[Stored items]
---*---

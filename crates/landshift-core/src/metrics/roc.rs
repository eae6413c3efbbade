use std::cmp::Ordering;

use serde::Serialize;

use super::rank::average_ranks;

/// Area under the ROC curve via the Mann-Whitney U statistic.
///
/// Tied scores count half. None if either label value is absent.
pub fn roc_auc(scores: &[f64], labels: &[bool]) -> Option<f64> {
    debug_assert_eq!(scores.len(), labels.len());
    let n_pos = labels.iter().filter(|&&l| l).count();
    let n_neg = labels.len() - n_pos;
    if n_pos == 0 || n_neg == 0 {
        return None;
    }
    let ranks = average_ranks(scores);
    let rank_sum: f64 = ranks
        .iter()
        .zip(labels)
        .filter(|(_, &l)| l)
        .map(|(r, _)| r)
        .sum();
    let n_pos = n_pos as f64;
    let u = rank_sum - n_pos * (n_pos + 1.0) / 2.0;
    Some(u / (n_pos * n_neg as f64))
}

#[derive(Debug, Clone, Copy, PartialEq, Serialize)]
pub struct RocPoint {
    pub threshold: f64,
    pub fpr: f64,
    pub tpr: f64,
}

/// ROC curve at every distinct score, descending, starting from (0, 0).
pub fn roc_curve(scores: &[f64], labels: &[bool]) -> Option<Vec<RocPoint>> {
    let n_pos = labels.iter().filter(|&&l| l).count();
    let n_neg = labels.len() - n_pos;
    if n_pos == 0 || n_neg == 0 {
        return None;
    }

    let mut order: Vec<usize> = (0..scores.len()).collect();
    order.sort_by(|&a, &b| scores[b].partial_cmp(&scores[a]).unwrap_or(Ordering::Equal));

    let mut curve = vec![RocPoint {
        threshold: f64::INFINITY,
        fpr: 0.0,
        tpr: 0.0,
    }];
    let (mut tp, mut fp) = (0usize, 0usize);
    for (k, &i) in order.iter().enumerate() {
        if labels[i] {
            tp += 1;
        } else {
            fp += 1;
        }
        let last_of_tie = order.get(k + 1).map_or(true, |&next| scores[next] != scores[i]);
        if last_of_tie {
            curve.push(RocPoint {
                threshold: scores[i],
                fpr: fp as f64 / n_neg as f64,
                tpr: tp as f64 / n_pos as f64,
            });
        }
    }
    Some(curve)
}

---*---

◆ Exercise description ◆
All of the records above are to be printed again exactly as they appear.

◆ Solution ◆
filename crates/landshift-core/src/metrics/roc.rs
repository eae6413c3efbbade
use std::cmp::Ordering;

use serde::Serialize;

use super::rank::average_ranks;

/// Area under the ROC curve via the Mann-Whitney U statistic.
///
/// Tied scores count half. None if either label value is absent.
pub fn roc_auc(scores: &[f64], labels: &[bool]) -> Option<f64> {
    debug_assert_eq!(scores.len(), labels.len());
    let n_pos = labels.iter().filter(|&&l| l).count();
    let n_neg = labels.len() - n_pos;
    if n_pos == 0 || n_neg == 0 {
        return None;
    }
    let ranks = average_ranks(scores);
    let rank_sum: f64 = ranks
        .iter()
        .zip(labels)
        .filter(|(_, &l)| l)
        .map(|(r, _)| r)
        .sum();
    let n_pos = n_pos as f64;
    let u = rank_sum - n_pos * (n_pos + 1.0) / 2.0;
    Some(u / (n_pos * n_neg as f64))
}

#[derive(Debug, Clone, Copy, PartialEq, Serialize)]
pub struct RocPoint {
    pub threshold: f64,
    pub fpr: f64,
    pub tpr: f64,
}

/// ROC curve at every distinct score, descending, starting from (0, 0).
pub fn roc_curve(scores: &[f64], labels: &[bool]) -> Option<Vec<RocPoint>> {
    let n_pos = labels.iter().filter(|&&l| l).count();
    let n_neg = labels.len() - n_pos;
    if n_pos == 0 || n_neg == 0 {
        return None;
    }

    let mut order: Vec<usize> = (0..scores.len()).collect();
    order.sort_by(|&a, &b| scores[b].partial_cmp(&scores[a]).unwrap_or(Ordering::Equal));

    let mut curve = vec![RocPoint {
        threshold: f64::INFINITY,
        fpr: 0.0,
        tpr: 0.0,
    }];
    let (mut tp, mut fp) = (0usize, 0usize);
    for (k, &i) in order.iter().enumerate() {
        if labels[i] {
            tp += 1;
        } else {
            fp += 1;
        }
        let last_of_tie = order.get(k + 1).map_or(true, |&next| scores[next] != scores[i]);
        if last_of_tie {
            curve.push(RocPoint {
                threshold: scores[i],
                fpr: fp as f64 / n_neg as f64,
                tpr: tp as f64 / n_pos as f64,
            });
        }
    }
    Some(curve)
}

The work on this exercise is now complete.